* Exercise description
Below are entries to examine: work out how many lines contain the word "serialized", and give only that number.

* The data

----------

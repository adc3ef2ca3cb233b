//! Schema Cache
//!
//! Schema documents are cached per data source with a time-to-live. The
//! durable part is a [`SchemaStore`] holding serialized documents; the
//! [`SchemaCache`] on top serializes access per data source so that an
//! invalidate can never be overtaken by a fill computed before it.

use crate::database::datasource::DataSourceId;
use crate::database::schema::{CachedSchema, SchemaDocument};
use crate::error::{QueryHubError, Result};
use crate::storage::{from_sql_timestamp, to_sql_timestamp};
use async_trait::async_trait;
use chrono::{DateTime, Utc};
use sqlx::SqlitePool;
use std::collections::HashMap;
use std::sync::{Arc, Mutex as StdMutex, RwLock};
use std::time::Duration;
use tokio::sync::Mutex;
use tracing::{debug, info, warn};

/// A serialized schema document with its validity window
#[derive(Debug, Clone, PartialEq)]
pub struct StoredSchema {
    pub schema_data: String,
    pub cached_at: DateTime<Utc>,
    pub expires_at: DateTime<Utc>,
}

/// Durable key-value storage for cached schemas
#[async_trait]
pub trait SchemaStore: Send + Sync {
    async fn load(&self, id: &DataSourceId) -> Result<Option<StoredSchema>>;

    /// Drop any entry for `id` and insert `entry` in its place
    async fn replace(&self, id: &DataSourceId, entry: StoredSchema) -> Result<()>;

    async fn remove(&self, id: &DataSourceId) -> Result<()>;

    async fn clear(&self) -> Result<()>;

    /// Delete entries that expired at or before `now`, returning how many
    async fn purge_expired(&self, now: DateTime<Utc>) -> Result<u64>;
}

/// Process-local schema store
#[derive(Default)]
pub struct MemorySchemaStore {
    entries: RwLock<HashMap<DataSourceId, StoredSchema>>,
}

impl MemorySchemaStore {
    pub fn new() -> Self {
        Self::default()
    }

    pub fn len(&self) -> usize {
        self.entries.read().map(|e| e.len()).unwrap_or(0)
    }

    pub fn is_empty(&self) -> bool {
        self.len() == 0
    }

    fn poisoned() -> QueryHubError {
        QueryHubError::Unexpected("schema store lock poisoned".to_string())
    }
}

#[async_trait]
impl SchemaStore for MemorySchemaStore {
    async fn load(&self, id: &DataSourceId) -> Result<Option<StoredSchema>> {
        let entries = self.entries.read().map_err(|_| Self::poisoned())?;
        Ok(entries.get(id).cloned())
    }

    async fn replace(&self, id: &DataSourceId, entry: StoredSchema) -> Result<()> {
        let mut entries = self.entries.write().map_err(|_| Self::poisoned())?;
        entries.remove(id);
        entries.insert(*id, entry);
        Ok(())
    }

    async fn remove(&self, id: &DataSourceId) -> Result<()> {
        let mut entries = self.entries.write().map_err(|_| Self::poisoned())?;
        entries.remove(id);
        Ok(())
    }

    async fn clear(&self) -> Result<()> {
        let mut entries = self.entries.write().map_err(|_| Self::poisoned())?;
        entries.clear();
        Ok(())
    }

    async fn purge_expired(&self, now: DateTime<Utc>) -> Result<u64> {
        let mut entries = self.entries.write().map_err(|_| Self::poisoned())?;
        let before = entries.len();
        entries.retain(|_, entry| entry.expires_at > now);
        Ok((before - entries.len()) as u64)
    }
}

/// Schema store backed by the local SQLite file
pub struct SqliteSchemaStore {
    pool: SqlitePool,
}

impl SqliteSchemaStore {
    /// Create the `schema_cache` table if needed
    pub async fn new(pool: SqlitePool) -> Result<Self> {
        sqlx::query(
            r#"
            CREATE TABLE IF NOT EXISTS schema_cache (
                data_source_id TEXT PRIMARY KEY NOT NULL,
                schema_data TEXT NOT NULL,
                cached_at TEXT NOT NULL,
                expires_at TEXT NOT NULL
            )
            "#,
        )
        .execute(&pool)
        .await
        .map_err(|e| QueryHubError::storage("Failed to create schema cache table", e))?;

        Ok(Self { pool })
    }
}

#[async_trait]
impl SchemaStore for SqliteSchemaStore {
    async fn load(&self, id: &DataSourceId) -> Result<Option<StoredSchema>> {
        let row: Option<(String, String, String)> = sqlx::query_as(
            "SELECT schema_data, cached_at, expires_at FROM schema_cache WHERE data_source_id = ?",
        )
        .bind(id.to_string())
        .fetch_optional(&self.pool)
        .await
        .map_err(|e| QueryHubError::storage("Failed to load cache", e))?;

        match row {
            Some((schema_data, cached_at, expires_at)) => Ok(Some(StoredSchema {
                schema_data,
                cached_at: from_sql_timestamp(&cached_at)?,
                expires_at: from_sql_timestamp(&expires_at)?,
            })),
            None => Ok(None),
        }
    }

    async fn replace(&self, id: &DataSourceId, entry: StoredSchema) -> Result<()> {
        let mut tx = self
            .pool
            .begin()
            .await
            .map_err(|e| QueryHubError::storage("Failed to save cache", e))?;

        sqlx::query("DELETE FROM schema_cache WHERE data_source_id = ?")
            .bind(id.to_string())
            .execute(&mut *tx)
            .await
            .map_err(|e| QueryHubError::storage("Failed to save cache", e))?;

        sqlx::query(
            "INSERT INTO schema_cache (data_source_id, schema_data, cached_at, expires_at) VALUES (?, ?, ?, ?)",
        )
        .bind(id.to_string())
        .bind(&entry.schema_data)
        .bind(to_sql_timestamp(entry.cached_at))
        .bind(to_sql_timestamp(entry.expires_at))
        .execute(&mut *tx)
        .await
        .map_err(|e| QueryHubError::storage("Failed to save cache", e))?;

        tx.commit()
            .await
            .map_err(|e| QueryHubError::storage("Failed to save cache", e))
    }

    async fn remove(&self, id: &DataSourceId) -> Result<()> {
        sqlx::query("DELETE FROM schema_cache WHERE data_source_id = ?")
            .bind(id.to_string())
            .execute(&self.pool)
            .await
            .map_err(|e| QueryHubError::storage("Failed to remove cache entry", e))?;
        Ok(())
    }

    async fn clear(&self) -> Result<()> {
        sqlx::query("DELETE FROM schema_cache")
            .execute(&self.pool)
            .await
            .map_err(|e| QueryHubError::storage("Failed to clear cache", e))?;
        Ok(())
    }

    async fn purge_expired(&self, now: DateTime<Utc>) -> Result<u64> {
        let result = sqlx::query("DELETE FROM schema_cache WHERE expires_at <= ?")
            .bind(to_sql_timestamp(now))
            .execute(&self.pool)
            .await
            .map_err(|e| QueryHubError::storage("Failed to purge cache", e))?;
        Ok(result.rows_affected())
    }
}

/// Permission to fill the cache after a miss.
///
/// Carries the key's generation at lookup time; an invalidate in between
/// makes the ticket stale and the fill is dropped.
#[derive(Debug, Clone, Copy, PartialEq, Eq)]
pub struct FillTicket {
    id: DataSourceId,
    generation: u64,
}

impl FillTicket {
    pub fn data_source_id(&self) -> DataSourceId {
        self.id
    }
}

/// Result of [`SchemaCache::lookup`]
#[derive(Debug)]
pub enum CacheLookup {
    Hit(SchemaDocument),
    Miss(FillTicket),
}

/// TTL cache of schema documents keyed by data source
pub struct SchemaCache {
    store: Arc<dyn SchemaStore>,
    ttl: Duration,
    /// Per-key lock guarding that key's generation counter
    locks: StdMutex<HashMap<DataSourceId, Arc<Mutex<u64>>>>,
}

impl SchemaCache {
    pub fn new(store: Arc<dyn SchemaStore>, ttl: Duration) -> Self {
        Self {
            store,
            ttl,
            locks: StdMutex::new(HashMap::new()),
        }
    }

    pub fn ttl(&self) -> Duration {
        self.ttl
    }

    fn key_lock(&self, id: &DataSourceId) -> Result<Arc<Mutex<u64>>> {
        let mut locks = self
            .locks
            .lock()
            .map_err(|_| QueryHubError::Unexpected("schema cache lock table poisoned".to_string()))?;
        Ok(Arc::clone(locks.entry(*id).or_default()))
    }

    /// The cached document, if an unexpired entry exists
    pub async fn get(&self, id: &DataSourceId) -> Result<Option<SchemaDocument>> {
        let lock = self.key_lock(id)?;
        let _guard = lock.lock().await;
        Ok(self.read_valid(id).await?.map(|cached| cached.document))
    }

    /// Like [`get`](Self::get), but a miss hands out a ticket for [`fill`](Self::fill)
    pub async fn lookup(&self, id: &DataSourceId) -> Result<CacheLookup> {
        let lock = self.key_lock(id)?;
        let generation = lock.lock().await;
        match self.read_valid(id).await? {
            Some(cached) => {
                debug!(data_source = %id, "schema cache hit");
                Ok(CacheLookup::Hit(cached.document))
            }
            None => {
                debug!(data_source = %id, "schema cache miss");
                Ok(CacheLookup::Miss(FillTicket {
                    id: *id,
                    generation: *generation,
                }))
            }
        }
    }

    /// Store a document discovered after a miss. Returns false when the key
    /// was invalidated since the ticket was issued.
    pub async fn fill(&self, ticket: FillTicket, document: &SchemaDocument) -> Result<bool> {
        let lock = self.key_lock(&ticket.id)?;
        let generation = lock.lock().await;
        if *generation != ticket.generation {
            debug!(data_source = %ticket.id, "discarding schema fill invalidated in flight");
            return Ok(false);
        }
        self.write(&ticket.id, document, self.ttl).await?;
        Ok(true)
    }

    /// Unconditionally replace the entry using the configured TTL
    pub async fn put(&self, id: &DataSourceId, document: &SchemaDocument) -> Result<()> {
        self.put_with_ttl(id, document, self.ttl).await
    }

    pub async fn put_with_ttl(&self, id: &DataSourceId, document: &SchemaDocument, ttl: Duration) -> Result<()> {
        let lock = self.key_lock(id)?;
        let _guard = lock.lock().await;
        self.write(id, document, ttl).await
    }

    /// Delete the entry and make every outstanding ticket for it stale
    pub async fn invalidate(&self, id: &DataSourceId) -> Result<()> {
        let lock = self.key_lock(id)?;
        let mut generation = lock.lock().await;
        *generation += 1;
        self.store.remove(id).await?;
        info!(data_source = %id, "schema cache invalidated");
        Ok(())
    }

    /// Invalidate every entry
    pub async fn clear(&self) -> Result<()> {
        let locks: Vec<(DataSourceId, Arc<Mutex<u64>>)> = {
            let locks = self
                .locks
                .lock()
                .map_err(|_| QueryHubError::Unexpected("schema cache lock table poisoned".to_string()))?;
            locks.iter().map(|(id, lock)| (*id, Arc::clone(lock))).collect()
        };

        for (id, lock) in locks {
            let mut generation = lock.lock().await;
            *generation += 1;
            self.store.remove(&id).await?;
        }
        self.store.clear().await?;
        info!("schema cache cleared");
        Ok(())
    }

    /// Drop expired entries from the store
    pub async fn purge_expired(&self) -> Result<u64> {
        let purged = self.store.purge_expired(Utc::now()).await?;
        if purged > 0 {
            debug!(purged, "purged expired schema cache entries");
        }
        Ok(purged)
    }

    /// Caller holds the key lock
    async fn read_valid(&self, id: &DataSourceId) -> Result<Option<CachedSchema>> {
        let Some(stored) = self.store.load(id).await? else {
            return Ok(None);
        };

        if stored.expires_at <= Utc::now() {
            self.store.remove(id).await?;
            return Ok(None);
        }

        match serde_json::from_str::<SchemaDocument>(&stored.schema_data) {
            Ok(document) => Ok(Some(CachedSchema {
                document,
                cached_at: stored.cached_at,
                expires_at: stored.expires_at,
            })),
            Err(e) => {
                warn!(data_source = %id, error = %e, "discarding unreadable cached schema");
                self.store.remove(id).await?;
                Ok(None)
            }
        }
    }

    /// Caller holds the key lock
    async fn write(&self, id: &DataSourceId, document: &SchemaDocument, ttl: Duration) -> Result<()> {
        let schema_data = match serde_json::to_string(document) {
            Ok(json) => json,
            Err(e) => {
                self.store.remove(id).await?;
                return Err(QueryHubError::Serialization(e));
            }
        };

        let cached_at = Utc::now();
        let ttl = chrono::Duration::from_std(ttl)
            .map_err(|e| QueryHubError::Config(format!("schema cache ttl out of range: {}", e)))?;

        self.store
            .replace(
                id,
                StoredSchema {
                    schema_data,
                    cached_at,
                    expires_at: cached_at + ttl,
                },
            )
            .await?;
        debug!(data_source = %id, "schema cached");
        Ok(())
    }
}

----------

* Answer space
2